Network LAB topology
The lab is the same as Test 4 of the Bluefield-3 article. Each port of the DUT carries both clear-text traffic and the IPsec carrier on the same physical interface, where the clear-text side sits on an 802.1Q VLAN sub-interface and the IPsec ESP traffic rides the native untagged interface. That layout matches a wild telco edge.

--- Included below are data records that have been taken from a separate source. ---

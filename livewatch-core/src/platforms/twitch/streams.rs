// ========================================================
// File: src/platforms/twitch/streams.rs
// ========================================================
use serde::Deserialize;

/// Response from the Helix "Get Streams" endpoint.
#[derive(Debug, Deserialize)]
pub struct StreamsResponse {
    #[serde(default)]
    pub data: Vec<StreamData>,
}

/// Single stream record. Helix only returns channels that are currently live.
#[derive(Debug, Deserialize)]
pub struct StreamData {
    #[serde(default)]
    pub id: String,
    #[serde(default)]
    pub user_id: String,
    pub user_login: String,
    #[serde(default)]
    pub user_name: String,
    #[serde(default)]
    pub game_name: String,
    #[serde(rename = "type", default)]
    pub type_field: String, // "live", or "" after an error
    #[serde(default)]
    pub title: String,
    #[serde(default)]
    pub viewer_count: u64,
    #[serde(default)]
    pub started_at: String,
    #[serde(default)]
    pub thumbnail_url: String,
}

impl StreamData {
    pub fn is_live(&self) -> bool {
        self.type_field.is_empty() || self.type_field.eq_ignore_ascii_case("live")
    }

    /// Helix thumbnails are templates with `{width}` and `{height}` placeholders.
    pub fn thumbnail(&self) -> Option<String> {
        if self.thumbnail_url.is_empty() {
            return None;
        }
        Some(
            self.thumbnail_url
                .replace("{width}", "1280")
                .replace("{height}", "720"),
        )
    }
}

System hardware and configuration
Three things matter for the host setup. CPU isolation keeps the
dataplane CPUs out of reach of the kernel scheduler, so the RX
queues never share their cycles with housekeeping work. NIC tuning
sets the RX rings, the RSS layout and the PCIe MaxReadReq to the
values that get the most out of the CX7 on this PCIe Gen4 platform.

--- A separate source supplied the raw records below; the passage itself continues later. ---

#[cfg(test)]
mod tests {
    use super::*;
    use async_trait::async_trait;
    use livewatch_common::models::{ManualOverride, Platform, OVERRIDE_CHANNEL_ID};
    use std::sync::atomic::{AtomicUsize, Ordering};
    use crate::repositories::memory::InMemoryContentStore;

    /// Returns a live entry for every requested channel, or a fixed error.
    struct FakeClient {
        platform: Platform,
        fail: bool,
        delay: Option<Duration>,
        calls: AtomicUsize,
        viewers: Option<u64>,
    }

    impl FakeClient {
        fn new(platform: Platform) -> Self {
            Self { platform, fail: false, delay: None, calls: AtomicUsize::new(0), viewers: None }
        }
        fn failing(platform: Platform) -> Self {
            Self { fail: true, ..Self::new(platform) }
        }
    }

    #[async_trait]
    impl LivePlatformClient for FakeClient {
        fn platform(&self) -> Platform {
            self.platform
        }

        async fn fetch_live(&self, channels: &[TrackedChannel]) -> Result<Vec<LiveStream>, Error> {
            self.calls.fetch_add(1, Ordering::SeqCst);
            if let Some(delay) = self.delay {
                tokio::time::sleep(delay).await;
            }
            if self.fail {
                return Err(Error::Upstream("HTTP 503".into()));
            }
            assert!(channels.iter().all(|c| c.platform == self.platform));
            Ok(channels
                .iter()
                .map(|c| LiveStream::for_channel(c, c.channel_url.clone(), "live".into(), None, self.viewers))
                .collect())
        }
    }

    struct BrokenStore;

    #[async_trait]
    impl ContentStore for BrokenStore {
        async fn list_enabled_tracked_channels(&self) -> Result<Vec<TrackedChannel>, Error> {
            Err(Error::ContentStore("connection refused".into()))
        }
        async fn get_manual_override(&self) -> Result<Option<ManualOverride>, Error> {
            Ok(None)
        }
    }

    fn channel(id: &str, platform: Platform, is_owner: bool, priority: i32) -> TrackedChannel {
        TrackedChannel {
            id: id.into(),
            name: id.into(),
            platform,
            channel_id: id.into(),
            channel_url: format!("https://example.test/{}", id),
            is_owner,
            priority,
            enabled: true,
        }
    }

    fn live_override(platform: Platform, title: &str) -> ManualOverride {
        ManualOverride {
            is_live: true,
            platform,
            stream_url: "https://example.test/special".into(),
            stream_title: title.into(),
            thumbnail: None,
        }
    }

    fn ids(snapshot: &StatusSnapshot) -> Vec<&str> {
        snapshot.streams.iter().map(|s| s.channel_id.as_str()).collect()
    }

    fn service(store: InMemoryContentStore, twitch: FakeClient, youtube: FakeClient) -> StatusService {
        StatusService::new(Arc::new(store), vec![Arc::new(twitch) as Arc<dyn LivePlatformClient>, Arc::new(youtube)])
    }

    #[tokio::test]
    async fn test_alice_scenario() -> Result<(), Error> {
        let store = InMemoryContentStore::new(vec![channel("alice", Platform::Twitch, true, 5)]);
        let twitch = FakeClient { viewers: Some(120), ..FakeClient::new(Platform::Twitch) };
        let svc = service(store, twitch, FakeClient::new(Platform::YouTube));

        let snapshot = svc.get_status().await?;
        assert!(snapshot.is_live);
        assert!(snapshot.checked_at.is_some());
        assert_eq!(snapshot.streams.len(), 1);
        let alice = &snapshot.streams[0];
        assert_eq!(alice.channel_id, "alice");
        assert!(alice.is_owner);
        assert_eq!(alice.priority, 5);
        assert_eq!(alice.viewer_count, Some(120));
        Ok(())
    }

    #[tokio::test]
    async fn test_override_comes_first() -> Result<(), Error> {
        let store = InMemoryContentStore::new(vec![channel("alice", Platform::Twitch, true, 5)])
            .with_override(live_override(Platform::YouTube, "Special"));
        let svc = service(store, FakeClient::new(Platform::Twitch), FakeClient::new(Platform::YouTube));

        let snapshot = svc.get_status().await?;
        assert_eq!(ids(&snapshot), vec![OVERRIDE_CHANNEL_ID, "alice"]);
        assert_eq!(snapshot.streams[0].title, "Special");
        assert_eq!(snapshot.streams[0].platform, Platform::YouTube);
        Ok(())
    }

    #[tokio::test]
    async fn test_override_outranks_any_configured_priority() -> Result<(), Error> {
        let store = InMemoryContentStore::new(vec![channel("big", Platform::Twitch, true, 5000)])
            .with_override(live_override(Platform::Twitch, "Special"));
        let svc = service(store, FakeClient::new(Platform::Twitch), FakeClient::new(Platform::YouTube));

        let snapshot = svc.get_status().await?;
        assert_eq!(ids(&snapshot), vec![OVERRIDE_CHANNEL_ID, "big"]);
        Ok(())
    }

    #[tokio::test]
    async fn test_override_not_live_is_ignored() -> Result<(), Error> {
        let mut manual = live_override(Platform::Twitch, "Special");
        manual.is_live = false;
        let store = InMemoryContentStore::new(vec![channel("alice", Platform::Twitch, true, 5)])
            .with_override(manual);
        let svc = service(store, FakeClient::new(Platform::Twitch), FakeClient::new(Platform::YouTube));

        assert_eq!(ids(&svc.get_status().await?), vec!["alice"]);
        Ok(())
    }

    #[tokio::test]
    async fn test_ordering_owner_then_priority_then_discovery() -> Result<(), Error> {
        let store = InMemoryContentStore::new(vec![
            channel("t-friend-low", Platform::Twitch, false, 1),
            channel("y-owner", Platform::YouTube, true, 2),
            channel("t-friend-high", Platform::Twitch, false, 9),
            channel("t-owner", Platform::Twitch, true, 2),
            channel("y-friend-high", Platform::YouTube, false, 9),
        ]);
        let svc = service(store, FakeClient::new(Platform::Twitch), FakeClient::new(Platform::YouTube));

        let snapshot = svc.get_status().await?;
        // Equal (owner, priority) pairs keep Twitch-before-YouTube discovery order.
        assert_eq!(
            ids(&snapshot),
            vec!["t-owner", "y-owner", "t-friend-high", "y-friend-high", "t-friend-low"]
        );

        let owners_done = snapshot.streams.iter().position(|s| !s.is_owner).unwrap_or(snapshot.streams.len());
        assert!(snapshot.streams[owners_done..].iter().all(|s| !s.is_owner));
        for group in [&snapshot.streams[..owners_done], &snapshot.streams[owners_done..]] {
            assert!(group.windows(2).all(|w| w[0].priority >= w[1].priority));
        }
        Ok(())
    }

    #[tokio::test]
    async fn test_empty_roster_skips_platforms() -> Result<(), Error> {
        let twitch = Arc::new(FakeClient::new(Platform::Twitch));
        let youtube = Arc::new(FakeClient::new(Platform::YouTube));
        let svc = StatusService::new(
            Arc::new(InMemoryContentStore::new(vec![])),
            vec![twitch.clone() as Arc<dyn LivePlatformClient>, youtube.clone()],
        );

        let snapshot = svc.get_status().await?;
        assert_eq!(snapshot, StatusSnapshot::empty());
        assert_eq!(twitch.calls.load(Ordering::SeqCst), 0);
        assert_eq!(youtube.calls.load(Ordering::SeqCst), 0);
        Ok(())
    }

    #[tokio::test]
    async fn test_empty_partition_is_not_queried() -> Result<(), Error> {
        let twitch = Arc::new(FakeClient::new(Platform::Twitch));
        let youtube = Arc::new(FakeClient::new(Platform::YouTube));
        let svc = StatusService::new(
            Arc::new(InMemoryContentStore::new(vec![channel("alice", Platform::Twitch, true, 5)])),
            vec![twitch.clone() as Arc<dyn LivePlatformClient>, youtube.clone()],
        );

        svc.get_status().await?;
        assert_eq!(twitch.calls.load(Ordering::SeqCst), 1);
        assert_eq!(youtube.calls.load(Ordering::SeqCst), 0);
        Ok(())
    }

    #[tokio::test]
    async fn test_total_outage_is_not_an_error() -> Result<(), Error> {
        let store = InMemoryContentStore::new(vec![
            channel("alice", Platform::Twitch, true, 5),
            channel("UCbob", Platform::YouTube, false, 3),
        ]);
        let svc = service(store, FakeClient::failing(Platform::Twitch), FakeClient::failing(Platform::YouTube));

        let snapshot = svc.get_status().await?;
        assert!(snapshot.streams.is_empty());
        assert!(!snapshot.is_live);
        Ok(())
    }

    #[tokio::test]
    async fn test_no_credentials_on_any_platform_is_not_an_error() -> Result<(), Error> {
        use crate::http::MockHttpClient;
        use crate::platforms::{StaticCredentials, TwitchLiveClient, YouTubeLiveClient};

        // Any HTTP call would panic: missing credentials must short-circuit.
        let http = Arc::new(MockHttpClient::new());
        let credentials = Arc::new(StaticCredentials::default());
        let clients: Vec<Arc<dyn LivePlatformClient>> = vec![
            Arc::new(TwitchLiveClient::new(http.clone(), credentials.clone())),
            Arc::new(YouTubeLiveClient::new(http, credentials)),
        ];
        let store = InMemoryContentStore::new(vec![
            channel("alice", Platform::Twitch, true, 5),
            channel("UCbob", Platform::YouTube, false, 3),
        ]);

        let snapshot = StatusService::new(Arc::new(store), clients).get_status().await?;
        assert!(snapshot.streams.is_empty());
        assert!(!snapshot.is_live);
        assert!(snapshot.checked_at.is_some());
        Ok(())
    }

    #[tokio::test]
    async fn test_one_platform_down_keeps_the_other() -> Result<(), Error> {
        let store = InMemoryContentStore::new(vec![
            channel("alice", Platform::Twitch, true, 5),
            channel("UCbob", Platform::YouTube, false, 3),
        ]);
        let svc = service(store, FakeClient::failing(Platform::Twitch), FakeClient::new(Platform::YouTube));

        assert_eq!(ids(&svc.get_status().await?), vec!["UCbob"]);
        Ok(())
    }

    #[tokio::test]
    async fn test_slow_platform_times_out() -> Result<(), Error> {
        let store = InMemoryContentStore::new(vec![
            channel("alice", Platform::Twitch, true, 5),
            channel("UCbob", Platform::YouTube, false, 3),
        ]);
        let slow = FakeClient { delay: Some(Duration::from_secs(30)), ..FakeClient::new(Platform::YouTube) };
        let svc = service(store, FakeClient::new(Platform::Twitch), slow)
            .with_platform_timeout(Duration::from_millis(50));

        assert_eq!(ids(&svc.get_status().await?), vec!["alice"]);
        Ok(())
    }

    #[tokio::test]
    async fn test_roster_failure_is_fatal() {
        let svc = StatusService::new(
            Arc::new(BrokenStore),
            vec![Arc::new(FakeClient::new(Platform::Twitch))],
        );
        let err = svc.get_status().await.unwrap_err();
        assert!(matches!(err, Error::ContentStore(_)));
    }

    #[tokio::test]
    async fn test_roster_edits_apply_next_call() -> Result<(), Error> {
        let store = Arc::new(InMemoryContentStore::new(vec![]));
        let svc = StatusService::new(
            store.clone(),
            vec![Arc::new(FakeClient::new(Platform::Twitch))],
        );
        assert!(!svc.get_status().await?.is_live);

        store.set_channels(vec![channel("alice", Platform::Twitch, true, 5)]).await;
        assert_eq!(ids(&svc.get_status().await?), vec!["alice"]);
        Ok(())
    }
}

fastSwan configuration enables flower-outbound-mode, flower-inbound-mode,
flower-decrement-ttl and route-to-nexthop on both physical
ports.
BOOT_IMAGE=/boot/vmlinuz-7.0.10 root=UUID=... ro
intel_pstate=disable intel_iommu=on iommu=pt pci=realloc
default_hugepagesz=1G hugepagesz=1G hugepages=32
mitigations=off
isolcpus=managed_irq,domain,4-23
nohz_full=4-23 rcu_nocbs=4-23 rcu_nocb_poll
irqaffinity=0-3 kthread_cpus=0-3
intel_idle.max_cstate=1 processor.max_cstate=1
cpufreq.default_governor=performance
numa_balancing=disable transparent_hugepage=never
skew_tick=1 nmi_watchdog=0 nosoftlockup
clocksource=tsc tsc=reliable audit=0
#!/usr/bin/env bash
# CPU layout, NUMA 0 only (Package 0, CPUs 0-23):
# 0-1 housekeeping (kernel, generic IRQs, services)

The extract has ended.